Öfter habe ich keinen gesehen und besser keinen in seiner Originalsprache verstanden. Er ist eine Zelebration in sich, und ich nutzte ihn selbst als Ritual, bis es dann mal gut war mit ihm.
Bis jetzt dachte ich das zumindest. Der Soundtrack dringt gerade wieder in meine Playlist. Das Gefühl dazu grübelt sich seit einem Jahr aus den Tiefen meines Herzens ins Epizentrum meiner Gefühlswelt. Lange kann ich auch dem Film nicht mehr aus dem Weg gehen.
Die erste grosse Zürcher Liebe
«Trainspotting» basiert auf dem gleichnamigen Buch (1993) von Irvine Welsh. Als der Film von Regisseur Danny Boyle 1996 herauskam, war ich 23 Jahre alt, wohnte in Einsiedeln und arbeitete seit zwei Jahren in Zürich. An meinem Arbeitsort präsentierte sich die Stadt von ihrer perfekten Seite direkt am Zürichsee.
Nur wenig weiter limmatabwärts zeigte sich die Stadt ganz anders. Mit der Räumung des Letten-Areals endeten 1995 zwei Jahrzehnte der offenen Drogenszene. Damals lernte ich meine grosse Liebe kennen. Zwar nicht am Letten, aber Heroin war trotzdem im Spiel. Die Droge spielte aber nicht die Hauptrolle, obwohl es danach aussah.
Ich erinnere mich noch genau an unser erstes Date. Da stand ein schlanker Typ mit Lederjacke und Jeans vor mir. Ich war sofort verknallt. Wir tranken was in einem Restaurant und gingen später zu ihm. Er war anders als alle, die ich kannte. Von da an wollte ich nur noch mit ihm Zeit verbringen.
Das grosse Kino der Gefühle
Dass das so nicht geht, wurde schnell klar.

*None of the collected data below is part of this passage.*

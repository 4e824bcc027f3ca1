pub mod render;

#[cfg(feature = "cli")]
pub use render::{render_lookups, render_results};
pub use render::{describe_filters, render_window, ResultView};
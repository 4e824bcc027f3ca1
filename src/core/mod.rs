pub mod auth;
pub mod debounce;
pub mod executor;
pub mod filter_state;
pub mod pagination;
pub mod session;

pub use crate::domain::model::{DeveloperSummary, LookupTables, PageResult, PageSize};
pub use crate::domain::ports::{AccountApi, AddressBar, ConfigProvider, ReferenceApi, SearchApi};
pub use crate::utils::error::Result;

Es war mir zwar nicht egal, aber nur weil er Heroin nahm, wollte ich nicht auf diese Liebe verzichten. Ich war verknallt wie noch nie und begegnete einer Emotionalität in mir, wie ich sie vorher nicht kannte. Das gefiel mir, machte mich lebendig, wollte ich nie mehr missen, war meine Sucht.
So richtig mochte er meine Begeisterung für «Trainspotting» nicht teilen. Für mich war der Film ein Weg, ihn zu verstehen. Denn ich traf ihn nur nüchtern. Das wollte er so und führte dazu, dass für mich ziemlich lange Sequenzen entstanden, in denen wir uns nicht trafen.
Wenn er abstürzte, war ich also auf Entzug. Doch ich schaffte es auch in seiner Abwesenheit, meine Liebe zu ihm aufzusaugen und parallel zu ihm abzustürzen. Die Angst davor, ihn während der Abwesenheit zu verlieren, trieb mich in eine Mischung aus Begehren und Verzweiflung. Das machte mich ziemlich schwach, obwohl ich eigentlich ziemlich stark war.
Das Feuer lässt das Eis kalt
Die Beziehung dauerte vier Jahre. Sie war für mich sehr romantisch und sehr aufwändig. Für ihn vermutlich auch. Wir trennten uns immer wieder. Das hinderte mich aber nicht daran, ihn zu lieben, mich nach ihm zu sehnen, darauf zu hoffen, dass es weitergeht.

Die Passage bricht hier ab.